O ano de 2018 se vai sem deixar saudades para a mobilidade urbana sustentável. Aquela que não prioriza o transporte individual (automóveis) e que busca cidades mais humanas e melhores. Não avançamos (quase) nada no País e, especialmente, na Região Metropolitana do Recife. Sem recursos orçamentários, mais uma vez o transporte público, a ciclomobilidade e a mobilidade a pé ficaram em segundo plano. Nem mesmo obras faraônicas para o carro foram executadas – para sorte das cidades. Novamente os gestores públicos não saíram do discurso moderno e obrigatório da mobilidade sustentável, ainda incapazes de transformá-lo em prática.

Tivemos algumas pequenas e pontuais vitórias, mas que representam muito pouco diante da dimensão do que se precisa para que o trabalhador não leve quatro horas para ir e voltar do emprego. A divisão modal (por tipo de transporte) nas grandes cidades brasileiras se manteve intacta nos últimos anos e ainda mais em 2018, numa persistência que demonstra a ausência de prioridade ao transporte coletivo por ônibus. O metrô também não avançou em nada – ao contrário, mais uma vez correu o risco de reduzir a operação – numa clara demonstração de que o transporte de alta capacidade e sobre trilhos nunca foi e ainda não é prioridade no Grande Recife.

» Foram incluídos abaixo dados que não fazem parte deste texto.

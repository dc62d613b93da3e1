//! Retry with capped exponential backoff and jitter.

use std::future::Future;
use std::time::{Duration, SystemTime, UNIX_EPOCH};

use tracing::{info_span, warn, Instrument};

use crate::error::FirestoreResult;
use crate::metrics::record_retry;

/// Retry policy configuration.
#[derive(Debug, Clone, PartialEq, Eq)]
pub struct RetryConfig {
    /// Retries after the first attempt.
    pub max_retries: u32,
    /// Backoff base, also the minimum delay (ms).
    pub base_delay_ms: u64,
    /// Backoff cap (ms).
    pub max_delay_ms: u64,
}

impl Default for RetryConfig {
    fn default() -> Self {
        Self {
            max_retries: 3,
            base_delay_ms: 100,
            max_delay_ms: 5000,
        }
    }
}

impl RetryConfig {
    /// Read `FIRESTORE_MAX_RETRIES`, `FIRESTORE_RETRY_BASE_MS` and
    /// `FIRESTORE_RETRY_MAX_MS`, falling back to the defaults.
    pub fn from_env() -> Self {
        fn var<T: std::str::FromStr>(name: &str) -> Option<T> {
            std::env::var(name).ok().and_then(|s| s.parse().ok())
        }

        let defaults = Self::default();
        Self {
            max_retries: var("FIRESTORE_MAX_RETRIES").unwrap_or(defaults.max_retries),
            base_delay_ms: var("FIRESTORE_RETRY_BASE_MS").unwrap_or(defaults.base_delay_ms),
            max_delay_ms: var("FIRESTORE_RETRY_MAX_MS").unwrap_or(defaults.max_delay_ms),
        }
    }
}

/// Run `op` until it succeeds, fails with a non-retryable error, or the
/// retry budget is spent.
///
/// Only network errors, 429 and 5xx are retried; a 429 with `Retry-After`
/// waits exactly that long.
pub async fn with_retry<T, F, Fut>(
    config: &RetryConfig,
    operation: &str,
    op: F,
) -> FirestoreResult<T>
where
    F: Fn() -> Fut,
    Fut: Future<Output = FirestoreResult<T>>,
{
    let mut attempt = 0;
    loop {
        let span = info_span!("firestore_attempt", operation = %operation, attempt = attempt + 1);
        match op().instrument(span).await {
            Ok(value) => return Ok(value),
            Err(e) if e.is_retryable() && attempt < config.max_retries => {
                let delay = calculate_delay(config, attempt, e.retry_after_ms());
                warn!(
                    operation = %operation,
                    attempt = attempt + 1,
                    delay_ms = delay.as_millis() as u64,
                    error = %e,
                    "Firestore operation failed, retrying"
                );
                record_retry(operation);
                tokio::time::sleep(delay).await;
                attempt += 1;
            }
            Err(e) => return Err(e),
        }
    }
}

/// Delay before retry number `attempt + 1`.
fn calculate_delay(config: &RetryConfig, attempt: u32, retry_after_ms: Option<u64>) -> Duration {
    if let Some(after) = retry_after_ms {
        return Duration::from_millis(after);
    }

    let ceiling = config
        .base_delay_ms
        .saturating_mul(1u64.checked_shl(attempt).unwrap_or(u64::MAX))
        .min(config.max_delay_ms);

    // Sub-second clock noise is enough jitter to spread concurrent retries.
    let noise = SystemTime::now()
        .duration_since(UNIX_EPOCH)
        .map(|d| u64::from(d.subsec_nanos()))
        .unwrap_or(0);
    let jittered = noise % ceiling.saturating_add(1);

    Duration::from_millis(jittered.max(config.base_delay_ms.min(config.max_delay_ms)))
}
//! Firestore request metrics.

use std::time::Duration;

use metrics::{counter, histogram};

use crate::error::FirestoreError;

pub mod names {
    pub const REQUESTS_TOTAL: &str = "jobhouse_firestore_requests_total";
    pub const RETRIES_TOTAL: &str = "jobhouse_firestore_retries_total";
    pub const LATENCY_SECONDS: &str = "jobhouse_firestore_latency_seconds";
}

/// Label for a finished request: `ok`, an HTTP status, or `network`.
pub fn outcome_label<T>(result: &Result<T, FirestoreError>) -> String {
    match result {
        Ok(_) => "ok".to_string(),
        Err(e) => e
            .http_status()
            .map(|s| s.to_string())
            .unwrap_or_else(|| "network".to_string()),
    }
}

/// Record a completed request, including all of its retries.
pub fn record_request(operation: &str, outcome: String, elapsed: Duration) {
    counter!(
        names::REQUESTS_TOTAL,
        "operation" => operation.to_string(),
        "outcome" => outcome
    )
    .increment(1);

    histogram!(names::LATENCY_SECONDS, "operation" => operation.to_string())
        .record(elapsed.as_secs_f64());
}

pub fn record_retry(operation: &str) {
    counter!(names::RETRIES_TOTAL, "operation" => operation.to_string()).increment(1);
}

#[cfg(test)]
mod tests {
    use super::*;

    #[test]
    fn test_outcome_labels() {
        assert_eq!(outcome_label(&Ok::<(), FirestoreError>(())), "ok");
        assert_eq!(
            outcome_label::<()>(&Err(FirestoreError::not_found("jobs/a"))),
            "404"
        );
        assert_eq!(
            outcome_label::<()>(&Err(FirestoreError::ServerError(503, "x".into()))),
            "503"
        );
        assert_eq!(
            outcome_label::<()>(&Err(FirestoreError::InvalidResponse("x".into()))),
            "network"
        );
    }

    #[test]
    fn test_recording_without_recorder_is_noop() {
        record_request("get", "ok".into(), Duration::from_millis(3));
        record_retry("get");
    }
}
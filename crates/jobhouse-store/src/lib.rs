//! Document store abstraction.
//!
//! This crate provides:
//! - The `DocumentStore` trait handlers depend on, instead of a global client
//! - An in-memory implementation for tests and local development
//! - Typed repositories for jobs, job applications and reviews

pub mod error;
pub mod memory;
pub mod repos;
pub mod store;

pub use error::{StoreError, StoreResult};
pub use memory::MemoryStore;
pub use repos::{JobApplicationRepository, JobRepository, ReviewRepository};
pub use store::{DocumentStore, FieldFilter, Record};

A ciclomobilidade também parou no tempo. Tivemos algumas pequenas conexões criadas que não totalizaram dez quilômetros de estrutura ciclável. E na mobilidade a pé o cenário não foi melhor. Ao contrário. A Avenida Norte se livrou dos famigerados gelos-baianos e ganhou iluminação voltada ao pedestre, mas a travessia ainda é difícil e polêmica. O caminhar nas cidades da RMR continua sendo difícil pela ausência de calçadas, inseguro porque faltam prioridade semafórica e travessias seguras, e quente porque as ruas não têm arborização. Ou seja, em 2018 os gestores públicos e as pessoas que poderiam mudar essa realidade continuaram vendo e planejando a mobilidade das cidades da janela do carro. Sem andar de ônibus, de bicicleta ou a pé.

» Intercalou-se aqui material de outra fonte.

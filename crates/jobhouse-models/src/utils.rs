//! Identifier helpers shared by the store and the API.

use serde_json::{Map, Value};
use thiserror::Error;

/// Field under which a record's identifier is exposed to clients.
pub const ID_FIELD: &str = "_id";

/// Longest identifier the document store accepts, in bytes.
const MAX_ID_BYTES: usize = 1500;

/// Reasons a path-supplied identifier is rejected.
#[derive(Debug, Clone, PartialEq, Eq, Error)]
pub enum DocumentIdError {
    #[error("identifier is empty")]
    Empty,

    #[error("identifier exceeds 1500 bytes")]
    TooLong,

    #[error("identifier must not contain '/'")]
    ContainsSlash,

    #[error("identifier '{0}' is reserved")]
    Reserved(String),
}

/// Validate an identifier before it is used to address a document.
pub fn validate_document_id(id: &str) -> Result<(), DocumentIdError> {
    if id.is_empty() {
        return Err(DocumentIdError::Empty);
    }
    if id.len() > MAX_ID_BYTES {
        return Err(DocumentIdError::TooLong);
    }
    if id.contains('/') {
        return Err(DocumentIdError::ContainsSlash);
    }
    if id == "." || id == ".." || (id.len() > 4 && id.starts_with("__") && id.ends_with("__")) {
        return Err(DocumentIdError::Reserved(id.to_string()));
    }
    Ok(())
}

pub(crate) fn strip_id(fields: &mut Map<String, Value>) {
    fields.remove(ID_FIELD);
}

#[cfg(test)]
mod tests {
    use super::*;

    #[test]
    fn test_accepts_generated_ids() {
        assert!(validate_document_id("k3JfP0aQz9LmN2xY7bTc").is_ok());
        assert!(validate_document_id("0f8fad5b-d9cb-469f-a165-70867728950e").is_ok());
    }

    #[test]
    fn test_rejects_malformed_ids() {
        assert_eq!(validate_document_id(""), Err(DocumentIdError::Empty));
        assert_eq!(
            validate_document_id("jobs/abc"),
            Err(DocumentIdError::ContainsSlash)
        );
        assert!(matches!(
            validate_document_id(".."),
            Err(DocumentIdError::Reserved(_))
        ));
        assert!(matches!(
            validate_document_id("__name__"),
            Err(DocumentIdError::Reserved(_))
        ));
        assert_eq!(
            validate_document_id(&"a".repeat(1501)),
            Err(DocumentIdError::TooLong)
        );
    }

    #[test]
    fn test_double_underscore_alone_is_allowed() {
        // "____" has no name between the underscores
        assert!(validate_document_id("____").is_ok());
    }
}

Fotos: Guga Matos/JC Imagem

 

TRANSPORTE PÚBLICO

Os avanços para o transporte público foram mínimos. A Prefeitura do Recife, de fato, comprou a briga para manter os 500 metros da Faixa Azul na Avenida Antônio de Góis, no Pina, mas paramos nisso. Não avançamos no projeto de faixas exclusivas e, muito menos, nos corredores. Apesar de os ganhos de velocidade serem inquestionáveis: mais de 100%. Em implantação desde 2013, ainda são apenas 30 quilômetros. O sistema BRT, que completou quatro anos de operação incompleta em 2018, segue sucateado, sem recursos e – ACREDITEM – ainda sem a prioridade no viário.

O serviço por ônibus também perdeu o seguro de responsabilidade civil, que garantia aos passageiros e operadores a certeza da indenização no caso de acidentes. E a segunda etapa da licitação das linhas de ônibus – que se arrasta desde 2013 – segue sem previsão de passar a valer, o que elimina as chances de o sistema ter, entre outras vantagens, uma frota refrigerada. E, para fechar o ano, a implantação, ainda sutilmente, da dupla função para os motoristas de ônibus, que passaram a atuar também como cobradores em pelo menos 23 linhas do sistema.

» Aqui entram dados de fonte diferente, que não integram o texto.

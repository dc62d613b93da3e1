//! Firestore REST API client.
//!
//! Every call runs inside a `firestore_request` span, is retried on
//! transient failures, and is counted in the request metrics. A request
//! rejected with an expired access token is re-sent once with a new token.

use std::collections::HashMap;
use std::future::Future;
use std::time::{Duration, Instant};

use reqwest::header::RETRY_AFTER;
use reqwest::{Client, RequestBuilder, Response, StatusCode};
use tracing::{debug, info_span, Instrument};

use crate::error::{FirestoreError, FirestoreResult};
use crate::metrics::{outcome_label, record_request};
use crate::retry::{with_retry, RetryConfig};
use crate::token_cache::Credentials;
use crate::types::{
    CommitRequest, CommitResponse, Document, DocumentTransform, FieldTransform,
    FromFirestoreValue, Precondition, RunQueryRequest, RunQueryResponse, StructuredQuery,
    ToFirestoreValue, Value, Write,
};

const PRODUCTION_HOST: &str = "https://firestore.googleapis.com";

/// Project used against the emulator when none is configured.
const EMULATOR_PROJECT: &str = "demo-jobhouse";

/// Firestore client configuration.
#[derive(Debug, Clone)]
pub struct FirestoreConfig {
    pub project_id: String,
    /// Database ID (usually "(default)")
    pub database_id: String,
    pub timeout: Duration,
    pub connect_timeout: Duration,
    pub retry: RetryConfig,
    /// `host:port` (or a full URL) of a Firestore emulator. When set,
    /// requests go there and no credentials are loaded.
    pub emulator_host: Option<String>,
}

impl FirestoreConfig {
    /// Create config from environment variables.
    pub fn from_env() -> FirestoreResult<Self> {
        let emulator_host = std::env::var("FIRESTORE_EMULATOR_HOST")
            .ok()
            .filter(|h| !h.trim().is_empty());

        let project_id = std::env::var("GCP_PROJECT_ID")
            .or_else(|_| std::env::var("FIREBASE_PROJECT_ID"))
            .ok()
            .filter(|p| !p.trim().is_empty());
        let project_id = match (project_id, &emulator_host) {
            (Some(p), _) => p,
            (None, Some(_)) => EMULATOR_PROJECT.to_string(),
            (None, None) => {
                return Err(FirestoreError::auth_error(
                    "GCP_PROJECT_ID or FIREBASE_PROJECT_ID must be set to access Firestore",
                ))
            }
        };

        let connect_timeout_secs: u64 = std::env::var("FIRESTORE_CONNECT_TIMEOUT_SECS")
            .ok()
            .and_then(|s| s.parse().ok())
            .unwrap_or(5);

        Ok(Self {
            project_id,
            database_id: std::env::var("FIRESTORE_DATABASE_ID")
                .unwrap_or_else(|_| "(default)".to_string()),
            timeout: Duration::from_secs(30),
            connect_timeout: Duration::from_secs(connect_timeout_secs),
            retry: RetryConfig::from_env(),
            emulator_host,
        })
    }

    /// Configuration for talking to an emulator at `host`.
    pub fn emulator(project_id: impl Into<String>, host: impl Into<String>) -> Self {
        Self {
            project_id: project_id.into(),
            database_id: "(default)".to_string(),
            timeout: Duration::from_secs(10),
            connect_timeout: Duration::from_secs(2),
            retry: RetryConfig::default(),
            emulator_host: Some(host.into()),
        }
    }

    /// Resource name of the database's document root.
    pub fn documents_root(&self) -> String {
        format!(
            "projects/{}/databases/{}/documents",
            self.project_id, self.database_id
        )
    }

    fn host(&self) -> String {
        match &self.emulator_host {
            Some(h) if h.starts_with("http://") || h.starts_with("https://") => {
                h.trim_end_matches('/').to_string()
            }
            Some(h) => format!("http://{}", h.trim_end_matches('/')),
            None => PRODUCTION_HOST.to_string(),
        }
    }
}

/// Firestore REST API client.
pub struct FirestoreClient {
    http: Client,
    config: FirestoreConfig,
    /// `projects/{p}/databases/{d}/documents`
    root: String,
    /// `{host}/v1/{root}`
    base_url: String,
    credentials: Credentials,
}

impl FirestoreClient {
    /// Create a new Firestore client.
    pub async fn new(config: FirestoreConfig) -> FirestoreResult<Self> {
        let credentials = if config.emulator_host.is_some() {
            Credentials::Emulator
        } else {
            Credentials::service_account().await?
        };

        let http = Client::builder()
            .timeout(config.timeout)
            .connect_timeout(config.connect_timeout)
            .pool_idle_timeout(Duration::from_secs(90))
            .pool_max_idle_per_host(10)
            .user_agent(concat!("jobhouse-firestore/", env!("CARGO_PKG_VERSION")))
            .build()
            .map_err(FirestoreError::Network)?;

        let root = config.documents_root();
        let base_url = format!("{}/v1/{}", config.host(), root);
        debug!(base_url = %base_url, emulator = config.emulator_host.is_some(), "Firestore client ready");

        Ok(Self {
            http,
            config,
            root,
            base_url,
            credentials,
        })
    }

    /// Create from environment variables.
    pub async fn from_env() -> FirestoreResult<Self> {
        Self::new(FirestoreConfig::from_env()?).await
    }

    pub fn config(&self) -> &FirestoreConfig {
        &self.config
    }

    fn document_url(&self, collection: &str, doc_id: &str) -> String {
        format!(
            "{}/{}/{}",
            self.base_url,
            collection,
            urlencoding::encode(doc_id)
        )
    }

    fn document_name(&self, collection: &str, doc_id: &str) -> String {
        format!("{}/{}/{}", self.root, collection, doc_id)
    }

    // =========================================================================
    // Documents
    // =========================================================================

    /// Get a document, `None` if it does not exist.
    pub async fn get_document(
        &self,
        collection: &str,
        doc_id: &str,
    ) -> FirestoreResult<Option<Document>> {
        let url = self.document_url(collection, doc_id);
        let url = url.as_str();

        self.execute("get_document", collection, move || async move {
            let response = self.send(|token| self.http.get(url).bearer_auth(token)).await?;
            match response.status() {
                StatusCode::OK => Ok(Some(response.json().await?)),
                StatusCode::NOT_FOUND => Ok(None),
                _ => Err(Self::error_from_response(response).await),
            }
        })
        .await
    }

    /// Create a document with a server-assigned id.
    pub async fn create_document(
        &self,
        collection: &str,
        fields: HashMap<String, Value>,
    ) -> FirestoreResult<Document> {
        let url = format!("{}/{}", self.base_url, collection);
        let url = url.as_str();
        let body = Document::new(fields);
        let body = &body;

        self.execute("create_document", collection, move || async move {
            let response = self
                .send(|token| self.http.post(url).bearer_auth(token).json(body))
                .await?;
            match response.status() {
                StatusCode::OK | StatusCode::CREATED => Ok(response.json().await?),
                _ => Err(Self::error_from_response(response).await),
            }
        })
        .await
    }

    /// Overwrite the masked fields of an existing document. Masked paths
    /// missing from `fields` are deleted. `None` if the document does not
    /// exist.
    pub async fn update_document(
        &self,
        collection: &str,
        doc_id: &str,
        fields: HashMap<String, Value>,
        update_mask: &[&str],
    ) -> FirestoreResult<Option<Document>> {
        let mut params: Vec<String> = update_mask
            .iter()
            .map(|f| format!("updateMask.fieldPaths={}", urlencoding::encode(f)))
            .collect();
        params.push("currentDocument.exists=true".to_string());
        let url = format!(
            "{}?{}",
            self.document_url(collection, doc_id),
            params.join("&")
        );
        let url = url.as_str();
        let body = Document::new(fields);
        let body = &body;

        self.execute("update_document", collection, move || async move {
            let response = self
                .send(|token| self.http.patch(url).bearer_auth(token).json(body))
                .await?;
            match response.status() {
                StatusCode::OK => Ok(Some(response.json().await?)),
                StatusCode::NOT_FOUND => Ok(None),
                _ => Err(Self::error_from_response(response).await),
            }
        })
        .await
    }

    /// Delete a document. Returns `false` if it did not exist.
    pub async fn delete_document(&self, collection: &str, doc_id: &str) -> FirestoreResult<bool> {
        let url = format!(
            "{}?currentDocument.exists=true",
            self.document_url(collection, doc_id)
        );
        let url = url.as_str();

        self.execute("delete_document", collection, move || async move {
            let response = self
                .send(|token| self.http.delete(url).bearer_auth(token))
                .await?;
            match response.status() {
                StatusCode::OK | StatusCode::NO_CONTENT => Ok(true),
                StatusCode::NOT_FOUND => Ok(false),
                _ => Err(Self::error_from_response(response).await),
            }
        })
        .await
    }

    // =========================================================================
    // Queries and commits
    // =========================================================================

    /// Run a structured query against the document root.
    pub async fn run_query(&self, query: StructuredQuery) -> FirestoreResult<Vec<Document>> {
        let url = format!("{}:runQuery", self.base_url);
        let url = url.as_str();
        let collection = query
            .from
            .first()
            .map(|c| c.collection_id.clone())
            .unwrap_or_default();
        let request = RunQueryRequest {
            structured_query: query,
        };
        let request = &request;

        self.execute("run_query", &collection, move || async move {
            let response = self
                .send(|token| self.http.post(url).bearer_auth(token).json(request))
                .await?;
            if response.status() != StatusCode::OK {
                return Err(Self::error_from_response(response).await);
            }
            let results: Vec<RunQueryResponse> = response.json().await?;
            Ok(results.into_iter().filter_map(|r| r.document).collect())
        })
        .await
    }

    /// Apply writes atomically.
    pub async fn commit(&self, writes: Vec<Write>) -> FirestoreResult<CommitResponse> {
        let url = format!("{}:commit", self.base_url);
        let url = url.as_str();
        let request = CommitRequest { writes };
        let request = &request;

        self.execute("commit", "", move || async move {
            let response = self
                .send(|token| self.http.post(url).bearer_auth(token).json(request))
                .await?;
            if response.status() != StatusCode::OK {
                return Err(Self::error_from_response(response).await);
            }
            Ok(response.json().await?)
        })
        .await
    }

    /// Atomically add `by` to an integer field server-side and return the
    /// new value. A missing field counts as zero. `None` if the document
    /// does not exist.
    pub async fn increment_field(
        &self,
        collection: &str,
        doc_id: &str,
        field: &str,
        by: i64,
    ) -> FirestoreResult<Option<i64>> {
        let write = Write {
            transform: Some(DocumentTransform {
                document: self.document_name(collection, doc_id),
                field_transforms: vec![FieldTransform {
                    field_path: field.to_string(),
                    increment: by.to_firestore_value(),
                }],
            }),
            current_document: Some(Precondition::must_exist()),
        };

        let response = match self.commit(vec![write]).await {
            Ok(response) => response,
            Err(FirestoreError::NotFound(_)) => return Ok(None),
            Err(e) => return Err(e),
        };

        response
            .write_results
            .first()
            .and_then(|r| r.transform_results.first())
            .and_then(i64::from_firestore_value)
            .map(Some)
            .ok_or_else(|| {
                FirestoreError::InvalidResponse(format!(
                    "commit for {}/{} returned no transform result",
                    collection, doc_id
                ))
            })
    }

    // =========================================================================
    // Plumbing
    // =========================================================================

    async fn execute<T, F, Fut>(
        &self,
        operation: &'static str,
        collection: &str,
        op: F,
    ) -> FirestoreResult<T>
    where
        F: Fn() -> Fut,
        Fut: Future<Output = FirestoreResult<T>>,
    {
        let span = info_span!("firestore_request", operation = %operation, collection = %collection);
        let start = Instant::now();
        let result = with_retry(&self.config.retry, operation, op)
            .instrument(span)
            .await;
        record_request(operation, outcome_label(&result), start.elapsed());
        result
    }

    /// Send a request, re-sending once with a fresh token if the current
    /// one was rejected as expired.
    async fn send<F>(&self, build: F) -> FirestoreResult<Response>
    where
        F: Fn(&str) -> RequestBuilder,
    {
        let token = self.credentials.bearer().await?;
        let response = build(&token).send().await?;
        if response.status() != StatusCode::UNAUTHORIZED {
            return Ok(response);
        }

        let body = response.text().await.unwrap_or_default();
        if !Self::is_access_token_expired(&body) {
            return Err(FirestoreError::from_http_status(401, body));
        }

        debug!("Firestore access token expired, refreshing");
        self.credentials.invalidate().await;
        let token = self.credentials.bearer().await?;
        Ok(build(&token).send().await?)
    }

    fn is_access_token_expired(body: &str) -> bool {
        body.contains("ACCESS_TOKEN_EXPIRED") || body.contains("\"UNAUTHENTICATED\"")
    }

    async fn error_from_response(response: Response) -> FirestoreError {
        let status = response.status();
        let url = response.url().path().to_string();

        if status == StatusCode::TOO_MANY_REQUESTS {
            let retry_after_secs = response
                .headers()
                .get(RETRY_AFTER)
                .and_then(|v| v.to_str().ok())
                .and_then(|v| v.trim().parse::<u64>().ok())
                .unwrap_or(0);
            return FirestoreError::RateLimited(retry_after_secs.saturating_mul(1000));
        }

        let body = response.text().await.unwrap_or_default();
        FirestoreError::from_http_status(status.as_u16(), format!("{} failed: {}", url, body))
    }
}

Entre as coisas boas, a realização, após 21 anos, de uma nova pesquisa de origem e destino da Região Metropolitana do Recife, instrumento essencial ao planejamento do transporte das cidades. Outra boa notícia foi a inauguração do TI CDU, antes conhecido como TI da IV Perimetral e integrante do Corredor de BRT Leste-Oeste, após seis anos de paralisações e obras. E, não poderia deixar de ser citado, o início da operação – mesmo que ainda em teste e bem tímida – do Simop (Sistema Inteligente de Monitoramento da Operação).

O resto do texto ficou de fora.